* [SOURCE DATA]
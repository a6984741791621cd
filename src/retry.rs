// swarm-autoscaler: Retry logic for transient orchestrator conflicts

use tokio::time::{sleep, Duration};
use tracing::warn;

use crate::error::{is_update_conflict, AutoscalerError, Result};

/// Retry configuration for replica-update conflicts
#[derive(Debug, Clone)]
pub struct RetryConfig {
    /// Total attempts, including the first one
    pub max_attempts: u32,

    /// Delay after the n-th failed attempt is `n * backoff_step`
    pub backoff_step: Duration,
}

impl Default for RetryConfig {
    fn default() -> Self {
        Self {
            max_attempts: 3,
            backoff_step: Duration::from_secs(1),
        }
    }
}

/// Runs `f` until it succeeds, retrying only on swarm update conflicts
/// ("update out of sequence" / "update in progress") with a linearly
/// growing delay. Any other error surfaces immediately.
pub async fn retry_on_conflict<F, Fut, T>(
    config: &RetryConfig,
    service: &str,
    mut f: F,
) -> Result<T>
where
    F: FnMut() -> Fut,
    Fut: std::future::Future<Output = Result<T>>,
{
    let mut attempt = 0;
    loop {
        attempt += 1;
        match f().await {
            Ok(value) => return Ok(value),
            Err(AutoscalerError::Swarm(err)) if is_update_conflict(&err) => {
                if attempt >= config.max_attempts {
                    return Err(AutoscalerError::UpdateConflict {
                        service: service.to_string(),
                        attempts: attempt,
                        message: err.to_string(),
                    });
                }
                warn!(
                    service,
                    attempt,
                    error = %err,
                    "Retrying service update due to transient error"
                );
                sleep(config.backoff_step * attempt).await;
            }
            Err(err) => return Err(err),
        }
    }
}
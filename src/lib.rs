// swarm-autoscaler: Horizontal autoscaler for Docker Swarm services
//
// Observes autoscale-labeled services, samples per-container CPU/memory
// utilization across the cluster, and adjusts replica counts within
// configured bounds. One instance decides (leader gate + singleton lock);
// every instance answers local stats queries for its peers.

pub mod actions;
pub mod cache;
pub mod discovery;
pub mod error;
pub mod events;
pub mod labels;
pub mod lock;
pub mod retry;
pub mod scaler;
pub mod server;
pub mod settings;
pub mod stats;
pub mod swarm;
pub mod watcher;

pub use error::{AutoscalerError, Result};
pub use settings::Settings;
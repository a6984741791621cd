// swarm-autoscaler: Orchestrator event watcher
//
// Tails the swarm's service event stream for the lifetime of the process,
// reconnecting after errors. Only shutdown stops it.

use std::sync::Arc;
use std::time::Duration;

use bollard::models::EventMessage;
use futures::StreamExt;
use tokio::sync::watch;
use tracing::{info, warn};

use crate::swarm::SwarmClient;

const RECONNECT_DELAY: Duration = Duration::from_secs(2);

#[derive(Debug, Clone, Copy, PartialEq, Eq)]
pub enum ServiceEventKind {
    Created,
    Updated,
    Removed,
}

#[derive(Debug, Clone)]
pub struct ServiceEvent {
    pub kind: ServiceEventKind,
    pub service: String,
}

type EventCallback = dyn Fn(ServiceEvent) + Send + Sync;

pub struct EventWatcher {
    swarm: Arc<SwarmClient>,
    callback: Box<EventCallback>,
    shutdown: watch::Receiver<bool>,
}

impl EventWatcher {
    pub fn new(
        swarm: Arc<SwarmClient>,
        callback: impl Fn(ServiceEvent) + Send + Sync + 'static,
        shutdown: watch::Receiver<bool>,
    ) -> Self {
        Self {
            swarm,
            callback: Box::new(callback),
            shutdown,
        }
    }

    pub async fn run(mut self) {
        info!("Orchestrator event watcher started");
        loop {
            if *self.shutdown.borrow() {
                break;
            }
            let mut stream = self.swarm.service_events();
            loop {
                tokio::select! {
                    _ = self.shutdown.changed() => {
                        info!("Orchestrator event watcher stopped");
                        return;
                    }
                    item = stream.next() => match item {
                        Some(Ok(message)) => {
                            if let Some(event) = convert(&message) {
                                (self.callback)(event);
                            }
                        }
                        Some(Err(err)) => {
                            warn!(error = %err, "Event stream error, reconnecting");
                            break;
                        }
                        None => {
                            warn!("Event stream ended, reconnecting");
                            break;
                        }
                    }
                }
            }
            drop(stream);
            tokio::select! {
                _ = tokio::time::sleep(RECONNECT_DELAY) => {}
                _ = self.shutdown.changed() => break,
            }
        }
        info!("Orchestrator event watcher stopped");
    }
}

fn convert(message: &EventMessage) -> Option<ServiceEvent> {
    let kind = match message.action.as_deref()? {
        "create" => ServiceEventKind::Created,
        "update" => ServiceEventKind::Updated,
        "remove" => ServiceEventKind::Removed,
        _ => return None,
    };
    let actor = message.actor.as_ref();
    let service = actor
        .and_then(|a| a.attributes.as_ref())
        .and_then(|attrs| attrs.get("name").cloned())
        .or_else(|| actor.and_then(|a| a.id.clone()))
        .unwrap_or_default();
    Some(ServiceEvent { kind, service })
}
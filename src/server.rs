// swarm-autoscaler: HTTP surface
//
// Local container stats (the endpoint sibling nodes hit during the
// fan-out), the audit event listing, and a small dashboard.

use std::sync::Arc;

use axum::{
    extract::{Query, State},
    http::StatusCode,
    response::{Html, IntoResponse, Json, Response},
    routing::{get, post},
    Router,
};
use serde::Deserialize;
use serde_json::json;

use crate::discovery::ContainerStatsReply;
use crate::events::EventStore;
use crate::labels::Metric;
use crate::swarm::LocalStatsProvider;

const DEFAULT_EVENTS_LIMIT: usize = 100;

pub struct AppState {
    pub stats: Arc<dyn LocalStatsProvider>,
    pub events: Arc<EventStore>,
}

pub fn router(state: Arc<AppState>) -> Router {
    Router::new()
        .route("/", get(root))
        .route("/health", get(health))
        .route("/api/container/stats", get(container_stats))
        .route("/api/events", get(list_events))
        .route("/api/events/clear", post(clear_events))
        .route("/events/ui", get(events_ui))
        .with_state(state)
}

async fn root() -> &'static str {
    "Swarm Autoscaler is running"
}

async fn health() -> Json<serde_json::Value> {
    Json(json!({ "status": "ok" }))
}

#[derive(Deserialize)]
struct StatsQuery {
    id: Option<String>,
    metric: Option<String>,
    #[serde(rename = "cpuLimit")]
    cpu_limit: Option<String>,
}

/// Container stats by id, answered only by the node hosting the container.
async fn container_stats(
    State(state): State<Arc<AppState>>,
    Query(query): Query<StatsQuery>,
) -> Response {
    let Some(container_id) = query.id.filter(|id| !id.is_empty()) else {
        return bad_request("Missing required query parameter 'id'");
    };

    let metric = match query.metric.as_deref() {
        None | Some("") => Metric::Cpu,
        Some(raw) => match Metric::parse_strict(raw) {
            Some(metric) => metric,
            None => return bad_request("Unsupported metric. Use 'cpu' or 'memory'"),
        },
    };

    let value = match metric {
        Metric::Cpu => {
            let Some(raw_limit) = query.cpu_limit else {
                return bad_request("Missing required query parameter 'cpuLimit' for metric=cpu");
            };
            let Ok(cpu_limit) = raw_limit.parse::<f64>() else {
                return bad_request("Query parameter 'cpuLimit' must be a number");
            };
            state.stats.local_cpu_percent(&container_id, cpu_limit).await
        }
        Metric::Memory => state.stats.local_memory_percent(&container_id).await,
    };

    match value {
        Some(value) => Json(ContainerStatsReply {
            cpu: (metric == Metric::Cpu).then_some(value),
            memory: (metric == Metric::Memory).then_some(value),
            container_id,
        })
        .into_response(),
        None => (
            StatusCode::NOT_FOUND,
            format!("Container with id={container_id} not running on this node"),
        )
            .into_response(),
    }
}

#[derive(Deserialize)]
struct EventsQuery {
    service: Option<String>,
    limit: Option<String>,
}

async fn list_events(
    State(state): State<Arc<AppState>>,
    Query(query): Query<EventsQuery>,
) -> Json<serde_json::Value> {
    let limit = query
        .limit
        .and_then(|raw| raw.parse().ok())
        .unwrap_or(DEFAULT_EVENTS_LIMIT);
    let events = state
        .events
        .list_events(limit, query.service.as_deref(), None, None, 0);
    Json(json!({ "events": events }))
}

#[derive(Deserialize)]
struct ClearQuery {
    service: Option<String>,
}

async fn clear_events(
    State(state): State<Arc<AppState>>,
    Query(query): Query<ClearQuery>,
) -> Response {
    match state.events.clear(query.service.as_deref()) {
        Ok(cleared) => Json(json!({ "cleared": cleared, "service": query.service })).into_response(),
        Err(err) => (
            StatusCode::INTERNAL_SERVER_ERROR,
            Json(json!({ "error": err.to_string() })),
        )
            .into_response(),
    }
}

async fn events_ui() -> Html<&'static str> {
    Html(include_str!("../static/events.html"))
}

fn bad_request(message: &str) -> Response {
    (StatusCode::BAD_REQUEST, Json(json!({ "error": message }))).into_response()
}
//! SQLite backend for the transaction ledger.
mod sqlite_impl;

pub mod db;
pub use sqlite_impl::{SqliteDatabase, SqliteGroupLock};
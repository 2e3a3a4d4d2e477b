pub mod mock_gateway;
pub mod prepare_env;

pub use mock_gateway::{MockGateway, MockResponse};
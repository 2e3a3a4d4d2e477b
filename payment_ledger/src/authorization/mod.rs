//! # Authorization resolution
//!
//! Every request reaches the ledger with an [`AuthContext`], built once from a verified token and never mutated
//! afterwards. The context selects one [`Actor`] variant, and each variant carries its own implementation of the
//! [`AccessPolicy`] rules:
//!
//! * [`AccessPolicy::resolve_merchant_id`] decides which merchant a mutation is charged against.
//! * [`AccessPolicy::build_list_filters`] narrows a listing request down to what the caller may see.
//! * [`AccessPolicy::can_access`] gates single-item reads.
//!
//! A caller that is denied access to somebody else's data always sees [`AuthorizationError::NotFound`], the very same
//! error it would get for an identifier that does not exist. `PermissionDenied` is reserved for a caller's own
//! insufficient scope.
mod context;
mod errors;
mod policies;

pub use context::{ActorType, AuthClaims, AuthContext, SCOPE_TRANSACTIONS_READ, SCOPE_TRANSACTIONS_WRITE};
pub use errors::AuthorizationError;
pub use policies::{
    AccessPolicy,
    Actor,
    AdminPolicy,
    CustomerPolicy,
    GuestPolicy,
    MerchantPolicy,
    ResourceOwner,
    ServicePolicy,
    ALLOW_ALL_MERCHANTS,
};
use thiserror::Error;

use crate::{
    db_types::{GroupId, NewTransaction, Transaction, TransactionId},
    ledger_api::transaction_objects::TransactionQueryFilter,
};

#[derive(Debug, Clone, Error)]
pub enum LedgerStoreError {
    #[error("We have an internal database engine (configuration/uptime etc.) error: {0}")]
    DatabaseError(String),
    #[error("A stored row could not be decoded: {0}")]
    InvalidRow(String),
    #[error("The insert for {0} was a no-op, but no existing row could be found")]
    MissingAfterConflict(TransactionId),
    #[error("Group {0} was modified by another writer while it was locked")]
    ConcurrentModification(GroupId),
    #[error("Group {0} is claimed by another ledger instance")]
    GroupBusy(GroupId),
    #[error("Transaction {transaction_id} cannot be written through the lock on group {locked}")]
    WrongGroup { transaction_id: TransactionId, locked: GroupId },
}

impl From<sqlx::Error> for LedgerStoreError {
    fn from(e: sqlx::Error) -> Self {
        LedgerStoreError::DatabaseError(e.to_string())
    }
}

/// The write half of the ledger: a keyed lookup and the conditional insert.
///
/// Both the store itself and a [`GroupLock`] handle implement this, so the mutation coordinator can persist an
/// outcome either directly (for root transactions) or inside a group's critical section.
#[allow(async_fn_in_trait)]
pub trait LedgerWriter {
    /// Fetches the transaction with the given id, if it has been recorded.
    async fn lookup(&mut self, id: &TransactionId) -> Result<Option<Transaction>, LedgerStoreError>;

    /// Inserts the transaction if no row with the same id exists. This call must be atomic.
    ///
    /// Returns the canonical stored row and `true` if this call created it, or the pre-existing row and `false` if
    /// the insert was a no-op.
    async fn insert_if_absent(&mut self, transaction: NewTransaction) -> Result<(Transaction, bool), LedgerStoreError>;
}

/// An exclusive, scoped lock over one transaction group.
///
/// While the handle is alive no other caller can acquire a lock on the same group, and reads and writes made through
/// the handle happen inside the lock. A write is durable once `insert_if_absent` returns. Dropping the handle frees
/// the lock just as [`GroupLock::release`] does.
#[allow(async_fn_in_trait)]
pub trait GroupLock: LedgerWriter {
    fn group_id(&self) -> &GroupId;

    /// All transactions in the locked group, in creation order.
    async fn transactions(&mut self) -> Result<Vec<Transaction>, LedgerStoreError>;

    /// Releases the lock.
    async fn release(self) -> Result<(), LedgerStoreError>;
}

/// The storage contract for the transaction ledger.
///
/// Rows are append-only: no method on this trait updates or deletes a transaction.
#[allow(async_fn_in_trait)]
pub trait LedgerStore: Clone + LedgerWriter {
    type Lock: GroupLock;

    /// The URL of the database
    fn url(&self) -> &str;

    /// Acquires the exclusive lock for `group_id`, waiting for any current holder to release it.
    ///
    /// Locking a group that does not exist succeeds; the handle simply reports no transactions.
    async fn lock_group(&self, group_id: &GroupId) -> Result<Self::Lock, LedgerStoreError>;

    /// All transactions in the group, in creation order. If the group does not exist, the result is empty.
    async fn list_transactions(&self, group_id: &GroupId) -> Result<Vec<Transaction>, LedgerStoreError>;

    async fn fetch_transaction(&self, id: &TransactionId) -> Result<Option<Transaction>, LedgerStoreError>;

    /// Fetches transactions matching every criterion in the filter, in creation order.
    async fn search_transactions(&self, filter: TransactionQueryFilter) -> Result<Vec<Transaction>, LedgerStoreError>;

    /// Closes the database connection.
    async fn close(&mut self) -> Result<(), LedgerStoreError> {
        Ok(())
    }
}
mod group_ids;
mod keyed_lock;

pub use group_ids::group_id_for_root;
pub use keyed_lock::{KeyedLockGuard, KeyedLocks};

* [WORK TASK]
Please output exactly the lines between the one holding "async fn lookup(&mut" and the one holding "the handle frees" in the records above, inclusive, and nothing more.

* [SOLVED EXERCISE]
    async fn lookup(&mut self, id: &TransactionId) -> Result<Option<Transaction>, LedgerStoreError>;

    /// Inserts the transaction if no row with the same id exists. This call must be atomic.
    ///
    /// Returns the canonical stored row and `true` if this call created it, or the pre-existing row and `false` if
    /// the insert was a no-op.
    async fn insert_if_absent(&mut self, transaction: NewTransaction) -> Result<(Transaction, bool), LedgerStoreError>;
}

/// An exclusive, scoped lock over one transaction group.
///
/// While the handle is alive no other caller can acquire a lock on the same group, and reads and writes made through
/// the handle happen inside the lock. A write is durable once `insert_if_absent` returns. Dropping the handle frees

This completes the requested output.